On the politicization of competition law. I very much like politics, and I very much like competition law, but I don´t like them together, at least when it comes to individual cases. In previous posts I have written about competition law and big politics (see here for “Antitrust and the Political Center” and here for a follow-up CPI interview on it) as well as, more recently, about competition law and “small politics” (see “On Competition Law and Politics”). When the new Commission structure was unveiled, we also wondered whether it meant that competition law would become more permeable to other policy areas (see here). Interestingly, last week I read that Commissioner Vestager had talked to Henry Vane at GCR about how she was concerned about lack of democratic accountability in competition law and believed that “building bridges with European Parliament is key”. I was intrigued by these words, and am curious as to how this will play out in practice.

On separation of powers (and Montesquieu’s death). My initial reaction was of surprised by the superficiality of the exercise; I thought it was remarkable that that 384 MEPs have voted for this resolution without undertaking any prior inquiry and without apparent due reflection on an issue that would require very careful scrutiny (unbundling cannot be taken lighltly; think of the debates about the energy and telecom sectors, where the remedy is far less controversial than it would in a rapidly moving industry). On second thought, I realized that that is not even the real issue: the true problem is that something is wrong with separation of powers (even in the peculiar EU context) when the legislative branch steps into the application of the rules and puts pressure on the executive -acting as quasi judiciary- to interpret and enforce the rules in a given way.

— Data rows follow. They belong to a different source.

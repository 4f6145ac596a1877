//! # Process Context
//!
//! A located process plus the named segments of its main image.
//!
//! Attaching resolves a process ID by name and then classifies the
//! process's regions into three named segments:
//!
//! - **code**: the executable section of the main image
//! - **read-only data**: the section that follows it
//! - **read-write data**: the section after that
//!
//! Classification is a best-effort heuristic over the loader's layout, not a
//! symbol-table lookup. It is exposed as a [`SegmentStrategy`] so callers
//! (and tests) can substitute their own.

use tracing::debug;

use crate::backend::ProcessBackend;
use crate::error::{MemError, Result};
use crate::types::{AccessMode, MemoryRegion, ProcessId};

/// Segments located by a [`SegmentStrategy`]
#[derive(Debug, Default, Clone, PartialEq, Eq)]
pub struct Segments
{
    /// Readable and executable section of the main image
    pub code: Option<MemoryRegion>,
    /// Readable section following the code
    pub rodata: Option<MemoryRegion>,
    /// Readable and writable section following the read-only data
    pub data: Option<MemoryRegion>,
}

/// Strategy that picks the named segments out of an enumerated region list
///
/// Receives the image name the process was attached by and the regions in
/// enumeration order.
pub type SegmentStrategy = fn(image_name: &str, regions: &[MemoryRegion]) -> Segments;

#[derive(Debug, Clone, Copy, PartialEq, Eq)]
enum LayoutState
{
    SeekingImage,
    Code,
    ReadOnlyData,
    Data,
}

/// Default [`SegmentStrategy`]: assume the loader maps the image as
/// header, code, read-only data, read-write data
///
/// Walks the regions in order:
///
/// 1. Skip until a file-backed region whose name starts with `image_name`.
/// 2. The next region is the code segment if it is readable and executable.
/// 3. The next region is the read-only data segment if it is readable.
/// 4. The next region is the read-write data segment if it is readable and
///    writable. The walk stops here.
///
/// Each step advances whether or not its region qualified.
///
/// ## Example
///
/// ```rust
/// use memsig_core::process::loader_layout_segments;
/// use memsig_core::types::{Address, MemoryRegion, RegionFlags};
///
/// let r = RegionFlags::READ;
/// let region = |start: u64, flags| MemoryRegion::new(Address::new(start), Address::new(start + 0x1000), flags);
/// let regions = vec![
///     region(0x1000, r).with_file("game.exe"),
///     region(0x2000, r | RegionFlags::EXECUTE).with_file("game.exe"),
///     region(0x3000, r).with_file("game.exe"),
///     region(0x4000, r | RegionFlags::WRITE).with_file("game.exe"),
/// ];
///
/// let segments = loader_layout_segments("game.exe", &regions);
/// assert_eq!(segments.code.unwrap().start, Address::new(0x2000));
/// assert_eq!(segments.rodata.unwrap().start, Address::new(0x3000));
/// assert_eq!(segments.data.unwrap().start, Address::new(0x4000));
/// ```
pub fn loader_layout_segments(image_name: &str, regions: &[MemoryRegion]) -> Segments
{
    let mut segments = Segments::default();
    let mut state = LayoutState::SeekingImage;

    for region in regions {
        match state {
            LayoutState::SeekingImage => {
                if region.mapped && region.filename.starts_with(image_name) {
                    state = LayoutState::Code;
                }
            }
            LayoutState::Code => {
                if region.is_readable() && region.is_executable() {
                    segments.code = Some(region.clone());
                }
                state = LayoutState::ReadOnlyData;
            }
            LayoutState::ReadOnlyData => {
                if region.is_readable() {
                    segments.rodata = Some(region.clone());
                }
                state = LayoutState::Data;
            }
            LayoutState::Data => {
                if region.is_readable() && region.is_writable() {
                    segments.data = Some(region.clone());
                }
                break;
            }
        }
    }

    segments
}

/// A located process with its classified segments
///
/// The code and read-write data segments are guaranteed to be resolved (with
/// a non-null start) once construction succeeds; the read-only data segment
/// may be absent.
///
/// ## Example
///
/// ```rust,no_run
/// use memsig_core::backend::create_backend;
/// use memsig_core::process::ProcessContext;
/// use memsig_core::types::AccessMode;
///
/// let process = ProcessContext::attach(create_backend()?, "game.exe")?;
/// println!("pid {} code at {}", process.pid(), process.code().start);
/// let channel = process.open_channel(AccessMode::Peek)?;
/// # drop(channel);
/// # Ok::<(), memsig_core::error::MemError>(())
/// ```
#[derive(Debug)]
pub struct ProcessContext<B: ProcessBackend>
{
    backend: B,
    name: String,
    pid: ProcessId,
    code: MemoryRegion,
    rodata: Option<MemoryRegion>,
    data: MemoryRegion,
}

impl<B: ProcessBackend> ProcessContext<B>
{
    /// Locate `name` and classify its segments with [`loader_layout_segments`]
    ///
    /// ## Errors
    ///
    /// - `ProcessNotFound`: no process matched `name`
    /// - `Process`: the code or read-write data segment could not be located
    /// - `Io`: the region list could not be read
    pub fn attach(backend: B, name: &str) -> Result<Self>
    {
        Self::attach_with(backend, name, loader_layout_segments)
    }

    /// Locate `name` and classify its segments with a custom strategy
    ///
    /// ## Errors
    ///
    /// Same as [`attach`](Self::attach).
    pub fn attach_with(backend: B, name: &str, strategy: SegmentStrategy) -> Result<Self>
    {
        let pid = backend.find_process(name)?;
        Self::from_pid(backend, pid, name, strategy)
    }

    /// Build a context for an already known process ID
    ///
    /// `image_name` is the name the strategy uses to find the main image.
    ///
    /// ## Errors
    ///
    /// - `Process`: the code or read-write data segment could not be located
    /// - `Io`: the region list could not be read
    pub fn from_pid(backend: B, pid: ProcessId, image_name: &str, strategy: SegmentStrategy) -> Result<Self>
    {
        let regions = backend.regions(pid)?;
        let segments = strategy(image_name, &regions);

        let resolved = |segment: Option<MemoryRegion>| segment.filter(|region| !region.start.is_null());

        let code = resolved(segments.code)
            .ok_or_else(|| MemError::Process("Could not locate .text section in memory".to_string()))?;
        let data = resolved(segments.data)
            .ok_or_else(|| MemError::Process("Could not locate .data section in memory".to_string()))?;
        let rodata = resolved(segments.rodata);

        debug!(
            %pid,
            image_name,
            code = %code.start,
            rodata = ?rodata.as_ref().map(|region| region.start.value()),
            data = %data.start,
            "classified image segments"
        );

        Ok(Self {
            backend,
            name: image_name.to_string(),
            pid,
            code,
            rodata,
            data,
        })
    }

    /// Process ID
    pub fn pid(&self) -> ProcessId
    {
        self.pid
    }

    /// Name the process was attached by
    pub fn name(&self) -> &str
    {
        &self.name
    }

    /// Backend this context reads through
    pub fn backend(&self) -> &B
    {
        &self.backend
    }

    /// Code segment of the main image
    pub fn code(&self) -> &MemoryRegion
    {
        &self.code
    }

    /// Read-only data segment of the main image, if one was found
    pub fn rodata(&self) -> Option<&MemoryRegion>
    {
        self.rodata.as_ref()
    }

    /// Read-write data segment of the main image
    pub fn data(&self) -> &MemoryRegion
    {
        &self.data
    }

    /// Enumerate the process's regions afresh
    ///
    /// ## Errors
    ///
    /// Propagates the backend's enumeration failure.
    pub fn regions(&self) -> Result<Vec<MemoryRegion>>
    {
        self.backend.regions(self.pid)
    }

    /// Open a memory channel into the process
    ///
    /// ## Errors
    ///
    /// - `ChannelOpen`: the OS refused the handle
    pub fn open_channel(&self, mode: AccessMode) -> Result<B::Channel>
    {
        self.backend.open_channel(self.pid, mode)
    }
}
//! # memsig-core
//!
//! Process memory inspection and patching for memsig.
//!
//! This crate provides:
//! - Process discovery by name and memory region enumeration
//! - Classification of a process image into code, read-only data, and
//!   read-write data segments
//! - Read-only and read-write memory channels
//! - Signature patterns with per-nibble wildcards
//! - A streaming scanner that matches across chunk boundaries
//! - Offset-chain parsing and resolution
//!
//! ## Platform Support
//!
//! - **Linux**: procfs (`/proc/<pid>/status`, `/proc/<pid>/maps`, `/proc/<pid>/mem`)
//! - Other platforms: bring your own [`ProcessBackend`]
//!
//! ## Example
//!
//! ```rust,no_run
//! use memsig_core::{create_backend, find_signature, AccessMode, MemoryChannel, ProcessContext, SearchMode};
//!
//! let process = ProcessContext::attach(create_backend()?, "game.exe")?;
//! let mut peek = process.open_channel(AccessMode::Peek)?;
//! let mut poke = process.open_channel(AccessMode::Poke)?;
//!
//! for address in find_signature(&process, &mut peek, "F6 47 3B 02 ?? 3E", SearchMode::Code)? {
//!     if peek.read_u8(address + 4)? == 0x74 {
//!         poke.write(address + 4, &[0xEB])?;
//!     }
//! }
//! # Ok::<(), memsig_core::MemError>(())
//! ```

pub mod backend;
pub mod channel;
pub mod error;
pub mod offset;
pub mod platform;
pub mod process;
pub mod scanner;
pub mod signature;
pub mod types;

#[cfg(test)]
mod testing;

pub use backend::ProcessBackend;
#[cfg(target_os = "linux")]
pub use backend::{create_backend, NativeBackend};
pub use channel::MemoryChannel;
pub use error::{ErrorKind, MemError, Result};
pub use offset::OffsetChain;
#[cfg(target_os = "linux")]
pub use platform::linux::LinuxBackend;
pub use process::{loader_layout_segments, ProcessContext, SegmentStrategy, Segments};
pub use scanner::{find_signature, ScanOptions, Scanner, SearchMode};
pub use signature::Signature;
pub use types::{AccessMode, Address, MemoryRegion, ProcessId, RegionFlags};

I, for one, am much more comfortable leaving competition law enforcement in the hands of perhaps less accountable, but independent, well trained and specialized DG Comp officials, who are, for good reasons, the ones empowered to apply the rules.

A bias against US companies? We’ve discussed this before in some depth (see here). Aside from the irony in politicians in the US telling politicians here not to politicize the debate (not the first time, though; see here), I find that particular criticism without merit. The EU doesn’t play industrial policy with competition law. If you look at the fines imposed in the EU and the US for antitrust violations, you’ll see that whilst most fines imposed in the EU affect EU firms, those imposed in the US are imposed on non-US firms. In my view, MEPs were certainly sought to protect certain interests, but not those of the EU versus those of the US.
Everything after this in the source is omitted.